Sociedade

Hipopótamo mata um pescador e devasta lavras

Venâncio Victor | Malanje

Um pescador foi morto e dois outros ficaram com ferimentos ligeiros, em consequência de ataque desferido por hipopótamo, no rio Luando, na comuna do Bembo, 85 quilómetros a sul da sede municipal de Cangandala, província de Malanje, informaram as autoridades tradicionais da região, durante a visita do governador Norberto dos Santos “Kwata Kanawa”, para inaugurar uma esquadra da Polícia Nacional e um sistema de água.

População de Bembo assustada com presença de hipopótamos
Fotografia: DR

De acordo com o soba-adjunto do Bembo, Pimpão Manzana, os hipopótamos que estão a destruir igualmente lavras de culturas diversas, atacaram já, desde o início do ano em curso, três pessoas, das quais um pescador que conheceu a morte, no dia 8 do corrente mês, quando pescava em companhia de um outro, que escapou. 

O soba lamentou os prejuízos causados pelos animais e temem efectuar a pesca e actividades agrícolas no perímetro do rio Luando, tendo apelado as autoridades para resolverem os problemas, para se evitar ataques constantes de hipopótamos na comuna.
Já o soba, António Fonseca, da regedoria do Quimbolo, disse ter testemunhado algumas pessoas atacadas pelo animal aquático, enquanto outras desapareceram fisicamente e temem ir ao rio, tendo considerado a situação delicada, que poderá provocar outras consequências à população que vive da pesca e do cultivo.

“O hipopótamo é um animal, cuja carne pode ser comida, mas não devemos abatê-los, enquanto não houver ordens das autoridades”, disse a autoridade tradicional do Bembo, acrescentando que outras pessoas são dadas como desaparecidas, há dois anos, desde que a situação se instalou na região.
Manuel Valente, pescador, uma das vítimas que escapou ferido do ataque daquele animal anfíbio, disse ter sido surpreendido, juntamente com o colega, dentro da canoa, quando pescavam no meio do rio, muito distante da margem deste.
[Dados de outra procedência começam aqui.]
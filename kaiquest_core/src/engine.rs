//! High-level operations tying scoring, dedup, progress and the assist
//! collaborator together.
//!
//! Every assist-backed path here degrades gracefully: an unavailable or
//! malformed reply produces the deterministic fallback, never an error.

use crate::assist::{self, Assist, AssistReply};
use crate::catalog::Catalog;
use crate::kai;
use crate::scoring::{apply_bonus, pick_top_type, score_answers};
use crate::types::{DiagnosisResult, JournalEntry, TypeKey, UserState};
use crate::Result;
use chrono::{DateTime, Utc};
use std::collections::HashMap;
use std::path::Path;
use uuid::Uuid;

/// One questionnaire submission
#[derive(Clone, Debug, Default)]
pub struct DiagnosisInput {
    /// Question index -> answer label ("yes"/"maybe"/"neutral"/"no")
    pub answers: HashMap<usize, String>,
    pub written_thoughts: String,
    pub written_habits: String,
    pub written_ideal: String,
}

/// Run a full diagnosis: raw scores, assist bonus merge, top type.
///
/// The assist call is best-effort; when it is unavailable or the reply is
/// unusable the bonus is all zeros and final equals raw.
pub fn run_diagnosis(
    catalog: &Catalog,
    input: &DiagnosisInput,
    assist: &dyn Assist,
    now: DateTime<Utc>,
) -> DiagnosisResult {
    let assignment = catalog.assignment();
    let raw = score_answers(&input.answers, catalog.questions.len(), &assignment);

    let prompt = assist::bonus_prompt(
        catalog,
        &raw,
        &input.written_thoughts,
        &input.written_habits,
        &input.written_ideal,
    );

    let bonus_candidate = match assist.generate_json(&prompt) {
        AssistReply::Ready(value) => value.get("bonus_scores").cloned(),
        AssistReply::Unavailable => {
            tracing::debug!("Assist unavailable, scoring without bonus");
            None
        }
        AssistReply::Malformed => {
            tracing::warn!("Assist returned unusable bonus reply, scoring without bonus");
            None
        }
    };

    let (bonus_scores, final_scores) = apply_bonus(&raw, bonus_candidate.as_ref());
    let top_type = pick_top_type(&final_scores, &TypeKey::SCORED);

    tracing::info!("Diagnosis complete: top type {}", top_type);

    DiagnosisResult {
        id: Uuid::new_v4(),
        created_at: now,
        top_type,
        raw_scores: raw,
        bonus_scores,
        final_scores,
        written_thoughts: input.written_thoughts.clone(),
        written_habits: input.written_habits.clone(),
        written_ideal: input.written_ideal.clone(),
    }
}

/// Commentary text for a diagnosis result, with fallback
pub fn diagnosis_comment(
    catalog: &Catalog,
    result: &DiagnosisResult,
    assist: &dyn Assist,
) -> String {
    match assist.generate_text(&assist::comment_prompt(catalog, result)) {
        AssistReply::Ready(text) if !text.trim().is_empty() => text,
        _ => assist::FALLBACK_COMMENT.to_string(),
    }
}

/// Feedback text for quest-completion notes, with fallback.
///
/// Blank notes skip the collaborator entirely.
pub fn quest_feedback(notes: &str, assist: &dyn Assist) -> String {
    let notes = notes.trim();
    if notes.is_empty() {
        return assist::FALLBACK_QUEST_FEEDBACK.to_string();
    }

    match assist.generate_text(&assist::quest_feedback_prompt(notes)) {
        AssistReply::Ready(text) if !text.trim().is_empty() => text,
        _ => assist::FALLBACK_QUEST_FEEDBACK.to_string(),
    }
}

/// Tidy raw journal text into a composed entry; the original text is the
/// fallback
pub fn compose_journal(base_text: &str, assist: &dyn Assist) -> String {
    match assist.generate_text(&assist::journal_compose_prompt(base_text)) {
        AssistReply::Ready(text) if !text.trim().is_empty() => text,
        _ => base_text.to_string(),
    }
}

/// Extract candidate kai phrases from journal text.
///
/// Blank text or an unusable/unavailable reply yields an empty list.
pub fn extract_kai(content: &str, assist: &dyn Assist) -> Vec<String> {
    let content = content.trim();
    if content.is_empty() {
        return Vec::new();
    }

    match assist.generate_text(&assist::kai_extract_prompt(content)) {
        AssistReply::Ready(text) => kai::parse_phrase_lines(&text),
        _ => Vec::new(),
    }
}

/// Save a journal entry and merge extracted kai phrases into the user's
/// logs.
///
/// The entry is persisted first; a failure while merging kai phrases is
/// logged and swallowed so it can never lose the entry.
pub fn record_journal(
    journal_path: &Path,
    state_path: &Path,
    content: &str,
    phrases: &[String],
    threshold: f64,
    now: DateTime<Utc>,
) -> Result<JournalEntry> {
    let content = content.trim();
    if content.is_empty() {
        return Err(crate::Error::Store("journal content is empty".into()));
    }

    let entry = JournalEntry {
        id: Uuid::new_v4(),
        content: content.to_string(),
        created_at: now,
        feedback: None,
    };

    let mut sink = crate::journal::JournalSink::new(journal_path);
    sink.append(&entry)?;

    if !phrases.is_empty() {
        let merge = UserState::update(state_path, |state| {
            let (merged, created) =
                kai::merge_phrases(&mut state.kai_logs, phrases, threshold, now);
            tracing::info!("Kai update: {} merged, {} created", merged, created);
            Ok(())
        });
        if let Err(e) = merge {
            tracing::warn!("Kai log update failed, journal entry kept: {}", e);
        }
    }

    Ok(entry)
}

#[cfg(test)]
mod tests {
    use super::*;
    use crate::assist::DisabledAssist;
    use crate::catalog::get_default_catalog;
    use serde_json::Value;

    /// Test double replaying canned replies
    struct ScriptedAssist {
        text: AssistReply<String>,
        json: AssistReply<Value>,
    }

    impl Assist for ScriptedAssist {
        fn generate_text(&self, _prompt: &str) -> AssistReply<String> {
            self.text.clone()
        }

        fn generate_json(&self, _prompt: &str) -> AssistReply<Value> {
            self.json.clone()
        }
    }

    fn all_yes_input() -> DiagnosisInput {
        DiagnosisInput {
            answers: (0..32).map(|i| (i, "yes".to_string())).collect(),
            written_thoughts: "thinking a lot".into(),
            written_habits: "walking".into(),
            written_ideal: "calmer".into(),
        }
    }

    #[test]
    fn test_diagnosis_without_assist_is_raw_only() {
        let catalog = get_default_catalog();
        let result = run_diagnosis(catalog, &all_yes_input(), &DisabledAssist, Utc::now());

        for key in TypeKey::SCORED {
            assert_eq!(result.raw_scores.get(key), 12);
            assert_eq!(result.bonus_scores.get(key), 0);
            assert_eq!(result.final_scores.get(key), 12);
        }
        // All tied at 12: canonical order breaks the tie.
        assert_eq!(result.top_type, TypeKey::Sage);
    }

    #[test]
    fn test_diagnosis_applies_assist_bonus() {
        let catalog = get_default_catalog();
        let assist = ScriptedAssist {
            text: AssistReply::Unavailable,
            json: AssistReply::Ready(serde_json::json!({
                "bonus_scores": {"thief": 5, "mage": 2}
            })),
        };

        let result = run_diagnosis(catalog, &all_yes_input(), &assist, Utc::now());

        assert_eq!(result.bonus_scores.get(TypeKey::Thief), 5);
        assert_eq!(result.final_scores.get(TypeKey::Thief), 17);
        assert_eq!(result.top_type, TypeKey::Thief);
    }

    #[test]
    fn test_diagnosis_malformed_bonus_degrades_to_raw() {
        let catalog = get_default_catalog();
        let assist = ScriptedAssist {
            text: AssistReply::Unavailable,
            json: AssistReply::Ready(serde_json::json!({
                "bonus_scores": {"thief": 5, "mage": "huge"}
            })),
        };

        let result = run_diagnosis(catalog, &all_yes_input(), &assist, Utc::now());

        for key in TypeKey::SCORED {
            assert_eq!(result.bonus_scores.get(key), 0);
        }
        assert_eq!(result.top_type, TypeKey::Sage);
    }

    #[test]
    fn test_diagnosis_reply_without_bonus_key_degrades() {
        let catalog = get_default_catalog();
        let assist = ScriptedAssist {
            text: AssistReply::Unavailable,
            json: AssistReply::Ready(serde_json::json!({"something_else": 1})),
        };

        let result = run_diagnosis(catalog, &all_yes_input(), &assist, Utc::now());
        assert_eq!(result.final_scores, result.raw_scores);
    }

    #[test]
    fn test_comment_falls_back_when_unavailable() {
        let catalog = get_default_catalog();
        let result = run_diagnosis(catalog, &all_yes_input(), &DisabledAssist, Utc::now());
        let comment = diagnosis_comment(catalog, &result, &DisabledAssist);
        assert_eq!(comment, crate::assist::FALLBACK_COMMENT);
    }

    #[test]
    fn test_quest_feedback_uses_assist_text() {
        let assist = ScriptedAssist {
            text: AssistReply::Ready("You noticed something real today.".into()),
            json: AssistReply::Unavailable,
        };
        assert_eq!(
            quest_feedback("it went ok", &assist),
            "You noticed something real today."
        );
    }

    #[test]
    fn test_quest_feedback_fallbacks() {
        assert_eq!(
            quest_feedback("", &DisabledAssist),
            crate::assist::FALLBACK_QUEST_FEEDBACK
        );
        assert_eq!(
            quest_feedback("notes", &DisabledAssist),
            crate::assist::FALLBACK_QUEST_FEEDBACK
        );
    }

    #[test]
    fn test_extract_kai_parses_bullets() {
        let assist = ScriptedAssist {
            text: AssistReply::Ready("・hot tea\n- slow mornings".into()),
            json: AssistReply::Unavailable,
        };
        assert_eq!(
            extract_kai("journal text", &assist),
            vec!["hot tea", "slow mornings"]
        );
    }

    #[test]
    fn test_extract_kai_empty_without_assist() {
        assert!(extract_kai("journal text", &DisabledAssist).is_empty());
        assert!(extract_kai("   ", &DisabledAssist).is_empty());
    }

    #[test]
    fn test_record_journal_persists_entry_and_kai() {
        let temp_dir = tempfile::tempdir().unwrap();
        let journal_path = temp_dir.path().join("journal.jsonl");
        let state_path = temp_dir.path().join("state.json");

        let phrases = vec!["hot tea".to_string(), "hot teas".to_string()];
        let entry = record_journal(
            &journal_path,
            &state_path,
            "a good day",
            &phrases,
            0.7,
            Utc::now(),
        )
        .unwrap();
        assert_eq!(entry.content, "a good day");

        let entries = crate::journal::read_entries(&journal_path).unwrap();
        assert_eq!(entries.len(), 1);

        let state = UserState::load(&state_path).unwrap();
        assert_eq!(state.kai_logs.len(), 1);
        assert_eq!(state.kai_logs[0].count, 2);
    }

    #[test]
    fn test_record_journal_rejects_blank_content() {
        let temp_dir = tempfile::tempdir().unwrap();
        let result = record_journal(
            &temp_dir.path().join("j.jsonl"),
            &temp_dir.path().join("s.json"),
            "   ",
            &[],
            0.7,
            Utc::now(),
        );
        assert!(result.is_err());
    }
}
Manuel Valente explicou que tudo aconteceu quando o animal desferiu um golpe à canoa, atirando-os para água, sem qualquer hipótese. Enquanto o hipopótamo se dirigiu ao colega, ao ponto de o matar com as suas mandíbulas, Manuel Valente conseguiu escapar por sorte.
O corpo do colega foi retirado do rio, dia seguinte, 9 de Setembro e sepultado na segunda-feira, 11.